Bloom Chasing With a Wave Glider: The MAGI (Mesoscale Features Aggregates Interaction) Project in the North Pacific

Monday, 14 December 2015
Poster Hall (Moscone South)
Cara Wilson1, Tracy A Villareal2 and Emily Anderson2, (1)NOAA, Boulder, CO, United States, (2)University of Texas at Austin, Austin, TX, United States
Satellite ocean color data over the past decade has revealed the existence of large phytoplankton blooms in the North Pacific Ocean - specifically in the region NE of Hawai´I near 30°N. These blooms cover thousands of km2, persist for weeks or longer, and are often dominated by nitrogen-fixing diatom symbioses.
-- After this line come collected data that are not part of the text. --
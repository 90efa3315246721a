//! Job records: one attempt at driving a story to a merged branch.

use std::fmt;

use chrono::{DateTime, Utc};
use serde::{Deserialize, Serialize};

use crate::core::permission::Fingerprint;

/// Lifecycle state of a job.
///
/// Transitions only move along the edges defined in [`crate::core::transition`];
/// `Merged` and `Blocked` are terminal. Retrying a story requires a new job.
#[derive(Debug, Clone, Copy, PartialEq, Eq, Serialize, Deserialize)]
#[serde(rename_all = "snake_case")]
pub enum JobState {
    /// Created by the scheduler; no work started yet.
    Claimed,
    /// A pass is generating a change.
    Generating,
    /// A pass is running the test suite.
    TestingPass,
    /// Suspended on a pending clarification question.
    AwaitingAnswer,
    /// Suspended on a pending permission record.
    AwaitingPermission,
    /// All tests green; pull request opened (or about to be).
    ReadyForReview,
    /// A rebase-merge attempt is in flight.
    Merging,
    /// Rebase conflicted; a human re-approval is required to retry.
    NeedsReReview,
    /// Terminal success.
    Merged,
    /// Terminal failure; `block_cause` explains why.
    Blocked,
}

impl JobState {
    pub fn is_terminal(self) -> bool {
        matches!(self, JobState::Merged | JobState::Blocked)
    }

    pub fn as_str(self) -> &'static str {
        match self {
            JobState::Claimed => "claimed",
            JobState::Generating => "generating",
            JobState::TestingPass => "testing_pass",
            JobState::AwaitingAnswer => "awaiting_answer",
            JobState::AwaitingPermission => "awaiting_permission",
            JobState::ReadyForReview => "ready_for_review",
            JobState::Merging => "merging",
            JobState::NeedsReReview => "needs_re_review",
            JobState::Merged => "merged",
            JobState::Blocked => "blocked",
        }
    }
}

/// Why a job reached `Blocked`.
///
/// Every terminal failure carries one of these so the operator can see the
/// originating cause without digging through logs.
#[derive(Debug, Clone, PartialEq, Eq, Serialize, Deserialize)]
#[serde(rename_all = "snake_case", tag = "kind")]
pub enum BlockCause {
    MaxPassesExceeded {
        passes: u32,
        last_failure: Option<String>,
    },
    QuestionExpired {
        question_id: u64,
    },
    PermissionDenied {
        fingerprint: Fingerprint,
    },
    MergeFailed {
        detail: String,
    },
    Cancelled,
    CollaboratorFailure {
        detail: String,
    },
}

impl fmt::Display for BlockCause {
    fn fmt(&self, f: &mut fmt::Formatter<'_>) -> fmt::Result {
        match self {
            BlockCause::MaxPassesExceeded { passes, last_failure } => {
                write!(f, "tests still failing after {passes} passes")?;
                if let Some(failure) = last_failure {
                    write!(f, "; last failure: {}", first_line(failure))?;
                }
                Ok(())
            }
            BlockCause::QuestionExpired { question_id } => {
                write!(f, "question {question_id} expired without an answer")
            }
            BlockCause::PermissionDenied { fingerprint } => {
                write!(f, "permission denied for artifact {fingerprint}")
            }
            BlockCause::MergeFailed { detail } => {
                write!(f, "merge failed: {}", first_line(detail))
            }
            BlockCause::Cancelled => write!(f, "cancelled by operator"),
            BlockCause::CollaboratorFailure { detail } => {
                write!(f, "collaborator failure: {}", first_line(detail))
            }
        }
    }
}

fn first_line(text: &str) -> &str {
    text.lines().next().unwrap_or("")
}

/// One attempt at a story. At most one non-terminal job exists per story.
#[derive(Debug, Clone, PartialEq, Eq, Serialize, Deserialize)]
pub struct Job {
    pub id: u64,
    pub story_id: u64,
    pub story_title: String,
    pub story_body: String,
    pub story_labels: Vec<String>,
    pub state: JobState,
    /// Passes consumed so far; incremented on pass/fail, never on gate waits.
    pub passes_used: u32,
    pub branch: String,
    pub base_branch: String,
    pub pr_number: Option<u64>,
    /// Failure summary from the previous pass, fed into the next pass context.
    pub last_failure: Option<String>,
    /// Fingerprint the job is suspended on while in `AwaitingPermission`.
    pub pending_fingerprint: Option<Fingerprint>,
    pub block_cause: Option<BlockCause>,
    /// Set by `cancel`; honored at the next suspension-point boundary.
    pub cancel_requested: bool,
    pub created_at: DateTime<Utc>,
    pub updated_at: DateTime<Utc>,
}

#[cfg(test)]
mod tests {
    use super::*;

    #[test]
    fn terminal_states() {
        assert!(JobState::Merged.is_terminal());
        assert!(JobState::Blocked.is_terminal());
        assert!(!JobState::Claimed.is_terminal());
        assert!(!JobState::NeedsReReview.is_terminal());
    }

    #[test]
    fn block_cause_display_keeps_first_line_of_detail() {
        let cause = BlockCause::MergeFailed {
            detail: "fatal: not a git repository\nsecond line".to_string(),
        };
        let rendered = cause.to_string();
        assert!(rendered.contains("not a git repository"));
        assert!(!rendered.contains("second line"));
    }

    #[test]
    fn max_passes_display_mentions_pass_count() {
        let cause = BlockCause::MaxPassesExceeded {
            passes: 5,
            last_failure: Some("assertion failed: totals".to_string()),
        };
        let rendered = cause.to_string();
        assert!(rendered.contains("5 passes"));
        assert!(rendered.contains("assertion failed"));
    }
}
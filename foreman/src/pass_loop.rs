//! One generate-and-test pass for a job.
//!
//! A pass has two phases the controller persists between: the generation
//! phase (which may instead surface a question or an unapproved artifact)
//! and the test phase. The loop itself never decides termination — it
//! reports outcomes and the controller enforces the pass ceiling.

use std::fs;
use std::time::Duration;

use anyhow::{Context, Result, anyhow};
use tracing::{debug, info};

use crate::core::job::Job;
use crate::core::ledger::Ledger;
use crate::core::permission::Fingerprint;
use crate::core::types::TestVerdict;
use crate::io::clock::TimeSource;
use crate::io::config::ForemanConfig;
use crate::io::context::{ContextInputs, render_pass_context};
use crate::io::generator::{ChangeGenerator, PassRequest, Proposal};
use crate::io::init::ForemanPaths;
use crate::io::memory::ProjectMemory;
use crate::io::retry::with_retries;
use crate::io::test_runner::{TestRequest, TestRunner};
use crate::permission_gate::{self, GateCheck};

/// Generation rounds allowed within one pass (approvals re-enter the same
/// pass without consuming its budget, but not forever).
const MAX_GENERATION_ROUNDS: u32 = 8;

/// What the generation phase of a pass produced.
#[derive(Debug, Clone, PartialEq, Eq)]
pub enum GenerationOutcome {
    /// The working tree holds a candidate change; run the tests.
    ChangeReady {
        summary: String,
        files_changed: Vec<String>,
    },
    /// Generation needs a human answer; does not consume a pass.
    NeedsAnswer { prompt: String },
    /// Generation produced an artifact that is not approved for execution;
    /// does not consume a pass.
    NeedsPermission { fingerprint: Fingerprint },
}

/// Collaborators the generation phase needs.
pub struct PassDeps<'a> {
    pub generator: &'a dyn ChangeGenerator,
    pub clock: &'a dyn TimeSource,
}

/// Run the generation phase of the next pass for `job`.
///
/// An artifact whose fingerprint is already approved continues the same
/// pass (next round); anything unapproved suspends without incrementing
/// the pass count. Transient generator failures are retried here and never
/// consume a pass.
pub fn generate_change(
    job: &Job,
    ledger: &mut Ledger,
    paths: &ForemanPaths,
    config: &ForemanConfig,
    deps: &PassDeps,
) -> Result<GenerationOutcome> {
    let pass_number = job.passes_used + 1;
    let pass_dir = paths.pass_dir(job.id, pass_number);
    fs::create_dir_all(&pass_dir)
        .with_context(|| format!("create pass dir {}", pass_dir.display()))?;

    let memory = ProjectMemory::new(&paths.memory_path).load()?;
    let answered = ledger.latest_answer_for_job(job.id);
    let mut context = render_pass_context(
        &ContextInputs {
            story_title: job.story_title.clone(),
            story_body: job.story_body.clone(),
            labels: job.story_labels.clone(),
            memory,
            failure: job.last_failure.clone(),
            question: answered.map(|q| q.prompt.clone()),
            answer: answered.and_then(|q| q.answer.clone()),
            pass_number,
            max_passes: config.max_passes,
        },
        config.context_budget_bytes,
    )?;

    for round in 1..=MAX_GENERATION_ROUNDS {
        let request = PassRequest {
            workdir: paths.root.clone(),
            context: context.clone(),
            pass: pass_number,
            round,
            output_path: pass_dir.join(format!("proposal-{round}.json")),
            log_path: pass_dir.join(format!("generator-{round}.log")),
            timeout: Duration::from_secs(config.generator_timeout_secs),
            output_limit_bytes: config.output_limit_bytes,
        };

        let proposal = with_retries(
            "generator.propose",
            config.retry_attempts,
            Duration::from_millis(config.retry_delay_ms),
            || deps.generator.propose(&request),
        )?;

        match proposal {
            Proposal::Change {
                summary,
                files_changed,
            } => {
                info!(job = job.id, pass = pass_number, round, "change ready");
                return Ok(GenerationOutcome::ChangeReady {
                    summary,
                    files_changed,
                });
            }
            Proposal::Question { prompt } => {
                info!(job = job.id, pass = pass_number, "generation needs an answer");
                return Ok(GenerationOutcome::NeedsAnswer { prompt });
            }
            Proposal::Permission { artifact } => {
                let fingerprint = artifact.fingerprint();
                match permission_gate::check(ledger, &artifact, deps.clock.now()) {
                    GateCheck::Approved => {
                        debug!(job = job.id, fingerprint = %fingerprint, "artifact already approved, continuing pass");
                        context.push_str(&format!(
                            "\n\nThe artifact `{}` is approved for execution. Continue.",
                            artifact.path
                        ));
                    }
                    GateCheck::Pending { newly_seen } => {
                        info!(
                            job = job.id,
                            fingerprint = %fingerprint,
                            newly_seen,
                            "generation needs permission"
                        );
                        return Ok(GenerationOutcome::NeedsPermission { fingerprint });
                    }
                    GateCheck::Denied => {
                        info!(job = job.id, fingerprint = %fingerprint, "artifact already denied");
                        return Ok(GenerationOutcome::NeedsPermission { fingerprint });
                    }
                }
            }
        }
    }

    Err(anyhow!(
        "generator produced {MAX_GENERATION_ROUNDS} rounds without a change for job {}",
        job.id
    ))
}

/// Run the test phase of the current pass.
pub fn run_tests(
    job: &Job,
    paths: &ForemanPaths,
    config: &ForemanConfig,
    tests: &dyn TestRunner,
) -> Result<TestVerdict> {
    let pass_number = job.passes_used + 1;
    let pass_dir = paths.pass_dir(job.id, pass_number);
    fs::create_dir_all(&pass_dir)
        .with_context(|| format!("create pass dir {}", pass_dir.display()))?;

    tests.run(&TestRequest {
        workdir: paths.root.clone(),
        log_path: pass_dir.join("test.log"),
        timeout: Duration::from_secs(config.test_timeout_secs),
        output_limit_bytes: config.output_limit_bytes,
    })
}

#[cfg(test)]
mod tests {
    use super::*;
    use crate::core::job::JobState;
    use crate::core::permission::Artifact;
    use crate::core::types::PermissionDecision;
    use crate::io::init::{InitOptions, init_foreman};
    use crate::test_support::{FixedClock, ScriptedGenerator, job_in_state, t0};

    fn workspace() -> (tempfile::TempDir, ForemanPaths) {
        let temp = tempfile::tempdir().expect("tempdir");
        let paths = init_foreman(temp.path(), &InitOptions { force: false }).expect("init");
        (temp, paths)
    }

    fn artifact() -> Artifact {
        Artifact {
            path: "Dockerfile".to_string(),
            description: "build image".to_string(),
            content: "FROM rust:1.87\n".to_string(),
        }
    }

    #[test]
    fn change_proposal_is_ready_for_tests() {
        let (_temp, paths) = workspace();
        let mut ledger = Ledger::default();
        let job = job_in_state(1, 42, JobState::Generating);
        let generator = ScriptedGenerator::with_proposals(vec![Proposal::Change {
            summary: "implemented".to_string(),
            files_changed: vec!["src/lib.rs".to_string()],
        }]);
        let clock = FixedClock::new(t0());

        let outcome = generate_change(
            &job,
            &mut ledger,
            &paths,
            &ForemanConfig::default(),
            &PassDeps {
                generator: &generator,
                clock: &clock,
            },
        )
        .expect("generate");

        assert!(matches!(outcome, GenerationOutcome::ChangeReady { ref summary, .. } if summary == "implemented"));
    }

    #[test]
    fn question_proposal_suspends_without_permission_record() {
        let (_temp, paths) = workspace();
        let mut ledger = Ledger::default();
        let job = job_in_state(1, 42, JobState::Generating);
        let generator = ScriptedGenerator::with_proposals(vec![Proposal::Question {
            prompt: "Which database?".to_string(),
        }]);
        let clock = FixedClock::new(t0());

        let outcome = generate_change(
            &job,
            &mut ledger,
            &paths,
            &ForemanConfig::default(),
            &PassDeps {
                generator: &generator,
                clock: &clock,
            },
        )
        .expect("generate");

        assert!(matches!(outcome, GenerationOutcome::NeedsAnswer { ref prompt } if prompt == "Which database?"));
        assert!(ledger.permissions.is_empty());
    }

    #[test]
    fn unseen_artifact_records_pending_permission_and_suspends() {
        let (_temp, paths) = workspace();
        let mut ledger = Ledger::default();
        let job = job_in_state(1, 42, JobState::Generating);
        let generator = ScriptedGenerator::with_proposals(vec![Proposal::Permission {
            artifact: artifact(),
        }]);
        let clock = FixedClock::new(t0());

        let outcome = generate_change(
            &job,
            &mut ledger,
            &paths,
            &ForemanConfig::default(),
            &PassDeps {
                generator: &generator,
                clock: &clock,
            },
        )
        .expect("generate");

        assert_eq!(
            outcome,
            GenerationOutcome::NeedsPermission {
                fingerprint: artifact().fingerprint()
            }
        );
        assert_eq!(ledger.permissions.len(), 1);
    }

    #[test]
    fn approved_artifact_continues_the_same_pass() {
        let (_temp, paths) = workspace();
        let mut ledger = Ledger::default();
        let job = job_in_state(1, 42, JobState::Generating);
        let clock = FixedClock::new(t0());

        // Pre-approve the fingerprint, then script permission -> change.
        permission_gate::check(&mut ledger, &artifact(), t0());
        permission_gate::resolve(
            &mut ledger,
            &artifact().fingerprint(),
            PermissionDecision::Approved,
        )
        .expect("approve");

        let generator = ScriptedGenerator::with_proposals(vec![
            Proposal::Permission {
                artifact: artifact(),
            },
            Proposal::Change {
                summary: "done with docker".to_string(),
                files_changed: Vec::new(),
            },
        ]);

        let outcome = generate_change(
            &job,
            &mut ledger,
            &paths,
            &ForemanConfig::default(),
            &PassDeps {
                generator: &generator,
                clock: &clock,
            },
        )
        .expect("generate");

        assert!(matches!(outcome, GenerationOutcome::ChangeReady { .. }));
        // The second round saw the approval note in its context.
        let contexts = generator.contexts.borrow();
        assert_eq!(contexts.len(), 2);
        assert!(contexts[1].contains("approved for execution"));
    }

    #[test]
    fn endless_permission_rounds_are_an_error() {
        let (_temp, paths) = workspace();
        let mut ledger = Ledger::default();
        let job = job_in_state(1, 42, JobState::Generating);
        let clock = FixedClock::new(t0());

        permission_gate::check(&mut ledger, &artifact(), t0());
        permission_gate::resolve(
            &mut ledger,
            &artifact().fingerprint(),
            PermissionDecision::Approved,
        )
        .expect("approve");

        let generator = ScriptedGenerator::with_proposals(
            (0..MAX_GENERATION_ROUNDS)
                .map(|_| Proposal::Permission {
                    artifact: artifact(),
                })
                .collect(),
        );

        let err = generate_change(
            &job,
            &mut ledger,
            &paths,
            &ForemanConfig::default(),
            &PassDeps {
                generator: &generator,
                clock: &clock,
            },
        )
        .unwrap_err();
        assert!(err.to_string().contains("without a change"));
    }
}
These events have proven difficult to study outside of the time series station ALOHA at Hawai´i. The limited data indicates that the 30°N blooms are longer-lived, larger, and occur at a greater temperature range than the blooms that develop closer to Hawai´i. In the NE Pacific, at least some of these blooms occur at or near the subtropical front, a salinity-defined temperature compensated frontal zone that has a number of fronts imbedded in it. Here we will report on the results from the MAGI (Mesoscale features Aggregates Interaction) project. In this project, we deployed a Liquid Robotics SV2 Wave Glider® in June, 2015 for a multiple (up to 6) month mission to sample these features and assist in characterizing the bloom dynamics of this region. The Wave Gliders are the first unmanned autonomous marine robots to use only the ocean's wave energy for propulsion. The gliders are navigated remotely allowing a dynamic route through the keying of unique waypoints. Waypoints can be changed to sample features as they develop in the near-real time satellite imagery. The wave glider named Honey Badger is equipped with a CTD, two C3 fluorometers (one with an anti-biofouling coating applied), a Turner Designs PhytoFlash, meteorology and wave sensors, a downward facing camera, a Vengmar passive acoustic monitor, and a towed LISST-Holo.